WORK ORDER —
Pull every line with "addr" from the data below and copy it.

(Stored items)
_ _ _

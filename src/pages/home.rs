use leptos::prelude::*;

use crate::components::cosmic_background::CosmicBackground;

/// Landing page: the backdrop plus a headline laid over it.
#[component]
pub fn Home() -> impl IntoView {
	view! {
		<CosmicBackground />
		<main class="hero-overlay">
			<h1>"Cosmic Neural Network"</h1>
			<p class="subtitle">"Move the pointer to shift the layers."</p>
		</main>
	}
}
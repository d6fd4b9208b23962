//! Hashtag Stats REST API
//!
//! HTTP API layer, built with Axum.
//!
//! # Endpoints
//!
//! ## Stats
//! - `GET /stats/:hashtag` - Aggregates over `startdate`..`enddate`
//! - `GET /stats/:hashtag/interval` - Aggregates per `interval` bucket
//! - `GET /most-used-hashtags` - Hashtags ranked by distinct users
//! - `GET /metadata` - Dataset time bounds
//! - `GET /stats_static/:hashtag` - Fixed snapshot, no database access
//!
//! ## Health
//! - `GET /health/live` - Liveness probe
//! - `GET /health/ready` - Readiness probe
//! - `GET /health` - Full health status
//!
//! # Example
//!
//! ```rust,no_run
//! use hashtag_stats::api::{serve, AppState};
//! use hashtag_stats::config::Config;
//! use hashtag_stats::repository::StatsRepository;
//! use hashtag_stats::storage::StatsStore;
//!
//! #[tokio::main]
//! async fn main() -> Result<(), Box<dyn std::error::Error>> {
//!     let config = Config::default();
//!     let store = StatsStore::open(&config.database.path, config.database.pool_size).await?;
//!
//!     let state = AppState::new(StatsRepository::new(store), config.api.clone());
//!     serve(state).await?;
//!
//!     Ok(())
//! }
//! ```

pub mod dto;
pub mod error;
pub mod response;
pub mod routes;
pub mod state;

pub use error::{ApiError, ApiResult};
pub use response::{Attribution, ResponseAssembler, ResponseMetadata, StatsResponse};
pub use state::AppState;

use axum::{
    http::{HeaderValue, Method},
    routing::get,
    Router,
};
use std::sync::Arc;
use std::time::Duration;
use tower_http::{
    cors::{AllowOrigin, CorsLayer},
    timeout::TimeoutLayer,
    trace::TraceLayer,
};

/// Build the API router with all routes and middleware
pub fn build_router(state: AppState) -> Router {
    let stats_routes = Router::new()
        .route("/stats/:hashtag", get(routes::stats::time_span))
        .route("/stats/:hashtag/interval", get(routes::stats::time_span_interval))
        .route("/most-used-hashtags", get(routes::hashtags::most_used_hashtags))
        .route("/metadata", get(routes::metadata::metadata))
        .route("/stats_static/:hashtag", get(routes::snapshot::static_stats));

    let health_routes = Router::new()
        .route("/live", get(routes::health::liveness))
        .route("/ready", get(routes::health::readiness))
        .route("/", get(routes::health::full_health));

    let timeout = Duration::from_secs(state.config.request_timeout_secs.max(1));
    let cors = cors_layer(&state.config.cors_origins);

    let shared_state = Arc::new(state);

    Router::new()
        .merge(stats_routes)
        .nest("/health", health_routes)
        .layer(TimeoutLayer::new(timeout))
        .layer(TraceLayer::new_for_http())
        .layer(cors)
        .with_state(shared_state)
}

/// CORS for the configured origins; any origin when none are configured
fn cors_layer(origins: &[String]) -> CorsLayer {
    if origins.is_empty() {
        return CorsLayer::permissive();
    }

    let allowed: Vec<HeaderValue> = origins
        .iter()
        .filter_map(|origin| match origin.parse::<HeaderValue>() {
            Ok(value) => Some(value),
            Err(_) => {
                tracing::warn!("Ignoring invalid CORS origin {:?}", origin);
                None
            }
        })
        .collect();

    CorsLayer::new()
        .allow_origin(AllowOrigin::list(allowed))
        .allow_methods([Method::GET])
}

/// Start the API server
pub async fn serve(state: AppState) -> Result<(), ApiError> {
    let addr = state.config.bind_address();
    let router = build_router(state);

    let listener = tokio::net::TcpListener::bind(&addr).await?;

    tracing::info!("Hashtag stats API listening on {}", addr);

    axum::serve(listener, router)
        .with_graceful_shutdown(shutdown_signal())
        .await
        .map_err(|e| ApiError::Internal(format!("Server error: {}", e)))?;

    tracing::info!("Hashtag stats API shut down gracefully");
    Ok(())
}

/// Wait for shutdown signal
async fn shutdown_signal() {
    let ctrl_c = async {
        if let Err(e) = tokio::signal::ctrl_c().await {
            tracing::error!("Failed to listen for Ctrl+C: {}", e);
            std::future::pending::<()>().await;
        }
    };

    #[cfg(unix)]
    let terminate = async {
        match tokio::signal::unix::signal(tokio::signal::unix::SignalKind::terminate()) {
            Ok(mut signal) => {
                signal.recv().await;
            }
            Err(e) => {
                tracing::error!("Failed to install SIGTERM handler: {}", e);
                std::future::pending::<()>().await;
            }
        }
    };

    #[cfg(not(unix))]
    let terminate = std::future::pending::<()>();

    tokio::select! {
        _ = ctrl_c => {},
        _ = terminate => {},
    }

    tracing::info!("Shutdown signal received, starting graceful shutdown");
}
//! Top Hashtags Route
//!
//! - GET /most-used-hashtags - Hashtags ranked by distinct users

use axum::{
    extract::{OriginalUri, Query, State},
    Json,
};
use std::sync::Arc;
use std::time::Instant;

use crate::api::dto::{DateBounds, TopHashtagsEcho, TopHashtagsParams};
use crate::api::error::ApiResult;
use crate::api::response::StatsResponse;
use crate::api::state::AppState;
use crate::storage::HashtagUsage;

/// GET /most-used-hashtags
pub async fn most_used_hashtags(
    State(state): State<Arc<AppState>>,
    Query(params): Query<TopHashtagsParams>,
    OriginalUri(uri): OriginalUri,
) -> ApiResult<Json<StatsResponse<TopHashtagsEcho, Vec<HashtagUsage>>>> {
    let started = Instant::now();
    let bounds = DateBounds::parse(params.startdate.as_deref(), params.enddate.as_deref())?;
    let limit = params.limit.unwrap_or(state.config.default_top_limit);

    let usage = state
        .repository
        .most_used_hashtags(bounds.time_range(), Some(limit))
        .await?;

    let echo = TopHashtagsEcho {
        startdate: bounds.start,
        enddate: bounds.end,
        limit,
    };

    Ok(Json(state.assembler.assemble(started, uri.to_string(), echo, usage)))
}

_ _ _

ANSWER FOR THE TASK —
    let addr = state.config.bind_address();
    let listener = tokio::net::TcpListener::bind(&addr).await?;
    tracing::info!("Hashtag stats API listening on {}", addr);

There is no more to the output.